What the task asks: For each line of the data below that contains "live", return that line.

(Saved entries)
------------------------

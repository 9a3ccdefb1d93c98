//! Automation events: what happened to a send request after the caller's
//! optimistic `true`.
//!
//! The bridge answers at launch time. Subscribers that care about the final
//! outcome listen for these events instead.

use chrono::{DateTime, Utc};
use serde::{Deserialize, Serialize};

use crate::id::{EventId, RequestId};

/// UTC timestamp attached to events.
pub type Timestamp = DateTime<Utc>;

/// Why an attempt was abandoned without searching to exhaustion.
#[derive(Debug, Clone, Copy, PartialEq, Eq, Serialize, Deserialize)]
#[serde(rename_all = "snake_case")]
pub enum AbandonReason {
    /// The platform unbound the automation service mid-attempt.
    ServiceLost,
    /// A queued request could not be launched once its turn came.
    LaunchFailed,
}

/// What happened.
#[derive(Debug, Clone, PartialEq, Eq, Serialize, Deserialize)]
#[serde(tag = "type", rename_all = "snake_case")]
pub enum EventKind {
    /// The deep link was handed to the platform.
    Launched { link: String },
    /// The request is waiting for the current one to finish.
    Queued,
    /// The send control was clicked on the given attempt.
    Clicked { attempts: u32, strategy: String },
    /// Return navigation has been issued; the slot is free.
    Completed,
    /// No send control was found within the retry budget.
    GaveUp { attempts: u32 },
    /// The attempt ended early.
    Abandoned { reason: AbandonReason },
}

impl EventKind {
    /// Whether no further events will follow for the request.
    #[must_use]
    pub fn is_terminal(&self) -> bool {
        matches!(
            self,
            Self::Completed | Self::GaveUp { .. } | Self::Abandoned { .. }
        )
    }
}

/// An immutable record of a step in a send attempt.
#[derive(Debug, Clone, PartialEq, Eq, Serialize, Deserialize)]
pub struct AutomationEvent {
    pub id: EventId,
    pub request_id: RequestId,
    #[serde(flatten)]
    pub kind: EventKind,
    pub timestamp: Timestamp,
}

impl AutomationEvent {
    /// Create an event stamped with the current time.
    #[must_use]
    pub fn new(request_id: RequestId, kind: EventKind) -> Self {
        Self {
            id: EventId::new(),
            request_id,
            kind,
            timestamp: Utc::now(),
        }
    }
}
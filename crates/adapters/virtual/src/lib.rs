//! # whatsend-adapter-virtual
//!
//! Simulated accessibility platform for testing and demonstration.
//!
//! [`VirtualPlatform`] stands in for both sides of the real device:
//!
//! | Role | Behaviour |
//! |------|-----------|
//! | Accessibility service | Records launches, clicks and back navigations; leases snapshots and counts the live ones |
//! | Target app | Serves loading frames then a conversation screen after each launch; emits a window-state notification |
//! | Settings | Holds the enabled-services string; counts settings-screen requests |
//!
//! Canned target-app screens live in [`screens`].
//!
//! ## Dependency rule
//!
//! Depends on `whatsend-app` (port traits) and `whatsend-domain` only.

mod platform;
pub mod screens;

pub use platform::{TargetApp, VirtualPlatform, VirtualSnapshot};
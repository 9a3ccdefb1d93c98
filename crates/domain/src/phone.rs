//! Phone numbers: normalization into the international, digits-only form
//! the deep-link scheme expects.
//!
//! Normalization never fails. Malformed input yields a malformed but
//! well-typed [`PhoneNumber`]; the only observable symptom is the target app
//! opening the wrong chat (or none).

use std::fmt;

use serde::{Deserialize, Serialize};

use crate::error::ValidationError;

/// A validated country calling code such as `964`.
#[derive(Debug, Clone, PartialEq, Eq, Hash, Serialize, Deserialize)]
#[serde(try_from = "String", into = "String")]
pub struct CountryCode(String);

impl CountryCode {
    /// Validate and wrap a country code.
    ///
    /// # Errors
    ///
    /// Returns [`ValidationError::EmptyCountryCode`] for an empty string and
    /// [`ValidationError::NonDigitCountryCode`] when anything but ASCII digits
    /// is present.
    pub fn new(code: impl Into<String>) -> Result<Self, ValidationError> {
        let code = code.into();
        if code.is_empty() {
            return Err(ValidationError::EmptyCountryCode);
        }
        if !code.bytes().all(|b| b.is_ascii_digit()) {
            return Err(ValidationError::NonDigitCountryCode(code));
        }
        Ok(Self(code))
    }

    #[must_use]
    pub fn as_str(&self) -> &str {
        &self.0
    }
}

impl Default for CountryCode {
    /// Iraq, the market the default configuration targets.
    fn default() -> Self {
        Self("964".to_string())
    }
}

impl TryFrom<String> for CountryCode {
    type Error = ValidationError;

    fn try_from(value: String) -> Result<Self, Self::Error> {
        Self::new(value)
    }
}

impl From<CountryCode> for String {
    fn from(code: CountryCode) -> Self {
        code.0
    }
}

impl fmt::Display for CountryCode {
    fn fmt(&self, f: &mut fmt::Formatter<'_>) -> fmt::Result {
        f.write_str(&self.0)
    }
}

/// A digits-only phone number in international form.
#[derive(Debug, Clone, PartialEq, Eq, Hash, Serialize, Deserialize)]
pub struct PhoneNumber(String);

impl PhoneNumber {
    /// Normalize a locally formatted number.
    ///
    /// 1. Strip every non-digit character.
    /// 2. Peel leading trunk-prefix zeros and `country_code` prefixes, as
    ///    many times as they repeat.
    /// 3. Prepend `country_code` exactly once.
    #[must_use]
    pub fn normalize(raw: &str, country_code: &CountryCode) -> Self {
        let digits: String = raw.chars().filter(char::is_ascii_digit).collect();

        let mut national = digits.as_str();
        loop {
            national = national.trim_start_matches('0');
            match national.strip_prefix(country_code.as_str()) {
                Some(rest) => national = rest,
                None => break,
            }
        }

        Self(format!("{country_code}{national}"))
    }

    #[must_use]
    pub fn as_str(&self) -> &str {
        &self.0
    }
}

impl fmt::Display for PhoneNumber {
    fn fmt(&self, f: &mut fmt::Formatter<'_>) -> fmt::Result {
        f.write_str(&self.0)
    }
}
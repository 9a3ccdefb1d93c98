//! UI tree snapshots: a flattened, read-only copy of the foreground window.
//!
//! Snapshots are transient. The tree mutates as the target app renders, so
//! one is taken per search cycle and discarded right after.

use serde::{Deserialize, Serialize};

/// Index of a node inside a [`UiTree`].
#[derive(Debug, Clone, Copy, PartialEq, Eq, Hash, PartialOrd, Ord, Serialize, Deserialize)]
pub struct NodeId(usize);

impl NodeId {
    #[must_use]
    pub fn index(self) -> usize {
        self.0
    }
}

/// Screen-space bounding rectangle, in pixels.
#[derive(Debug, Clone, Copy, Default, PartialEq, Eq, Serialize, Deserialize)]
pub struct Rect {
    pub left: i32,
    pub top: i32,
    pub right: i32,
    pub bottom: i32,
}

impl Rect {
    #[must_use]
    pub fn new(left: i32, top: i32, right: i32, bottom: i32) -> Self {
        Self {
            left,
            top,
            right,
            bottom,
        }
    }

    #[must_use]
    pub fn width(&self) -> i32 {
        self.right - self.left
    }

    #[must_use]
    pub fn height(&self) -> i32 {
        self.bottom - self.top
    }
}

/// One node of a snapshot.
#[derive(Debug, Clone, PartialEq, Serialize, Deserialize)]
pub struct UiNode {
    /// Fully qualified resource identifier, e.g. `com.whatsapp:id/send`.
    pub view_id: Option<String>,
    pub text: Option<String>,
    pub content_description: Option<String>,
    /// Widget class, e.g. `android.widget.ImageButton`.
    pub class_name: String,
    pub clickable: bool,
    pub bounds: Rect,
    children: Vec<NodeId>,
}

impl UiNode {
    /// Children in on-screen order.
    #[must_use]
    pub fn children(&self) -> &[NodeId] {
        &self.children
    }

    /// Whether the visible text or the content description equals `label`,
    /// ignoring surrounding whitespace and ASCII case.
    #[must_use]
    pub fn has_label(&self, label: &str) -> bool {
        [&self.text, &self.content_description]
            .into_iter()
            .flatten()
            .any(|value| value.trim().eq_ignore_ascii_case(label.trim()))
    }

    /// Human-readable summary used in logs.
    #[must_use]
    pub fn describe(&self) -> String {
        let label = self
            .view_id
            .as_deref()
            .or(self.content_description.as_deref())
            .or(self.text.as_deref())
            .unwrap_or("-");
        format!("{}[{label}]", self.class_name)
    }
}

/// An owned, nested element description used to build a [`UiTree`].
#[derive(Debug, Clone, Default, PartialEq, Serialize, Deserialize)]
#[serde(default)]
pub struct UiElement {
    pub view_id: Option<String>,
    pub text: Option<String>,
    pub content_description: Option<String>,
    pub class_name: String,
    pub clickable: bool,
    pub bounds: Rect,
    pub children: Vec<UiElement>,
}

impl UiElement {
    /// Start an element of the given widget class.
    #[must_use]
    pub fn new(class_name: impl Into<String>) -> Self {
        Self {
            class_name: class_name.into(),
            ..Self::default()
        }
    }

    #[must_use]
    pub fn view_id(mut self, view_id: impl Into<String>) -> Self {
        self.view_id = Some(view_id.into());
        self
    }

    #[must_use]
    pub fn text(mut self, text: impl Into<String>) -> Self {
        self.text = Some(text.into());
        self
    }

    #[must_use]
    pub fn content_description(mut self, description: impl Into<String>) -> Self {
        self.content_description = Some(description.into());
        self
    }

    #[must_use]
    pub fn clickable(mut self, clickable: bool) -> Self {
        self.clickable = clickable;
        self
    }

    #[must_use]
    pub fn bounds(mut self, bounds: Rect) -> Self {
        self.bounds = bounds;
        self
    }

    #[must_use]
    pub fn child(mut self, child: UiElement) -> Self {
        self.children.push(child);
        self
    }
}

/// A flattened UI tree. Node `0` is the root.
#[derive(Debug, Clone, PartialEq, Serialize, Deserialize)]
pub struct UiTree {
    nodes: Vec<UiNode>,
}

impl UiTree {
    /// Flatten a nested element description into an arena.
    #[must_use]
    pub fn from_element(root: UiElement) -> Self {
        let mut tree = Self { nodes: Vec::new() };
        tree.push(root);
        tree
    }

    fn push(&mut self, element: UiElement) -> NodeId {
        let id = NodeId(self.nodes.len());
        self.nodes.push(UiNode {
            view_id: element.view_id,
            text: element.text,
            content_description: element.content_description,
            class_name: element.class_name,
            clickable: element.clickable,
            bounds: element.bounds,
            children: Vec::new(),
        });
        let children: Vec<NodeId> = element
            .children
            .into_iter()
            .map(|child| self.push(child))
            .collect();
        self.nodes[id.0].children = children;
        id
    }

    #[must_use]
    pub fn root(&self) -> NodeId {
        NodeId(0)
    }

    /// Look a node up. Returns `None` for ids from another tree.
    #[must_use]
    pub fn get(&self, id: NodeId) -> Option<&UiNode> {
        self.nodes.get(id.0)
    }

    #[must_use]
    pub fn len(&self) -> usize {
        self.nodes.len()
    }

    #[must_use]
    pub fn is_empty(&self) -> bool {
        self.nodes.is_empty()
    }

    /// Pre-order, depth-first walk starting at the root.
    pub fn depth_first(&self) -> DepthFirst<'_> {
        DepthFirst {
            tree: self,
            stack: if self.nodes.is_empty() {
                Vec::new()
            } else {
                vec![self.root()]
            },
        }
    }
}

/// Iterator returned by [`UiTree::depth_first`].
pub struct DepthFirst<'a> {
    tree: &'a UiTree,
    stack: Vec<NodeId>,
}

impl<'a> Iterator for DepthFirst<'a> {
    type Item = (NodeId, &'a UiNode);

    fn next(&mut self) -> Option<Self::Item> {
        let id = self.stack.pop()?;
        let node = self.tree.get(id)?;
        self.stack.extend(node.children.iter().rev().copied());
        Some((id, node))
    }
}

#[cfg(test)]
mod tests {
    use super::*;

    fn sample() -> UiTree {
        UiTree::from_element(
            UiElement::new("FrameLayout")
                .child(
                    UiElement::new("LinearLayout")
                        .child(UiElement::new("TextView").text("a"))
                        .child(UiElement::new("TextView").text("b")),
                )
                .child(UiElement::new("Button").text("c")),
        )
    }

    #[test]
    fn should_flatten_all_nodes() {
        assert_eq!(sample().len(), 5);
    }

    #[test]
    fn should_walk_in_pre_order() {
        let tree = sample();
        let classes: Vec<_> = tree
            .depth_first()
            .map(|(_, n)| n.text.clone().unwrap_or_else(|| n.class_name.clone()))
            .collect();
        assert_eq!(classes, ["FrameLayout", "LinearLayout", "a", "b", "c"]);
    }

    #[test]
    fn should_expose_children_of_root() {
        let tree = sample();
        let root = tree.get(tree.root()).unwrap();
        assert_eq!(root.children().len(), 2);
    }

    #[test]
    fn should_return_none_for_foreign_node_id() {
        let tree = sample();
        assert!(tree.get(NodeId(99)).is_none());
    }

    #[test]
    fn should_match_label_on_text_or_description_ignoring_case() {
        let by_text = UiElement::new("Button").text(" send ");
        let by_desc = UiElement::new("ImageButton").content_description("Send");
        let tree = UiTree::from_element(UiElement::new("Root").child(by_text).child(by_desc));
        let labelled: Vec<_> = tree
            .depth_first()
            .filter(|(_, n)| n.has_label("Send"))
            .map(|(id, _)| id.index())
            .collect();
        assert_eq!(labelled, [1, 2]);
    }

    #[test]
    fn should_compute_rect_dimensions() {
        let rect = Rect::new(10, 20, 110, 70);
        assert_eq!(rect.width(), 100);
        assert_eq!(rect.height(), 50);
    }

    #[test]
    fn should_describe_node_with_best_available_label() {
        let tree = UiTree::from_element(
            UiElement::new("android.widget.ImageButton").view_id("com.whatsapp:id/send"),
        );
        let node = tree.get(tree.root()).unwrap();
        assert_eq!(
            node.describe(),
            "android.widget.ImageButton[com.whatsapp:id/send]"
        );
    }
}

------------------------

Exercise response:
//! | Accessibility service | Records launches, clicks and back navigations; leases snapshots and counts the live ones |
//! Canned target-app screens live in [`screens`].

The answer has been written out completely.